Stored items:
··········
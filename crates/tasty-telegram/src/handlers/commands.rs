use tasty_core::{
    domain::{ChatId, QueuedMessage, UserId},
    flusher::FlushStats,
};

use crate::router::AppState;

const HELP: &str = "Send a \"Summary of Tips and VIPs\" message and it will be added to the sheet.\n\n\
/start - greeting\n\
/help - this message\n\
/status - queue and sheet statistics\n\
/flush - write queued messages to the sheet now";

fn parse_command(text: &str) -> String {
    // Telegram may send `/cmd@botname arg1 ...`
    let first = text.split_whitespace().next().unwrap_or("");
    first
        .trim_start_matches('/')
        .split('@')
        .next()
        .unwrap_or("")
        .to_lowercase()
}

fn format_status(pending: usize, stats: &FlushStats) -> String {
    let last = stats
        .last_flush_at
        .map(|t| t.format("%Y-%m-%d %H:%M:%S").to_string())
        .unwrap_or_else(|| "never".to_string());

    format!(
        "Pending messages: {pending}\n\
Flush runs: {} (skipped: {})\n\
Rows appended: {}\n\
Failed appends: {}\n\
Last flush: {last}",
        stats.runs, stats.skipped_runs, stats.appended, stats.failed
    )
}

/// Reply text for a `/command` message.
pub(crate) async fn command_response(chat_id: ChatId, text: &str, state: &AppState) -> String {
    let cmd = parse_command(text);
    tracing::info!(chat_id = chat_id.0, command = %cmd, "Received command");

    match cmd.as_str() {
        "start" => "Hi! I am your bot.".to_string(),
        "help" => HELP.to_string(),
        "status" => {
            let pending = state.flusher.pending().await;
            format_status(pending, &state.flusher.stats().await)
        }
        "flush" => match state.flusher.flush_now().await {
            Ok(out) if out.processed == 0 => "Nothing to flush.".to_string(),
            Ok(out) => format!(
                "Flushed {} message(s): {} appended, {} failed, {} skipped.",
                out.processed, out.appended, out.failed, out.skipped
            ),
            Err(e) => {
                tracing::error!(error = %e, "manual flush failed");
                "Flush failed, check the logs.".to_string()
            }
        },
        _ => "Unknown command. Use /help.".to_string(),
    }
}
··········
▶ Directions:
Which lines in the records above contain the string "flusher"? Copy each one.

▶ Answer section:
    flusher::FlushStats,
            let pending = state.flusher.pending().await;
            format_status(pending, &state.flusher.stats().await)
        "flush" => match state.flusher.flush_now().await {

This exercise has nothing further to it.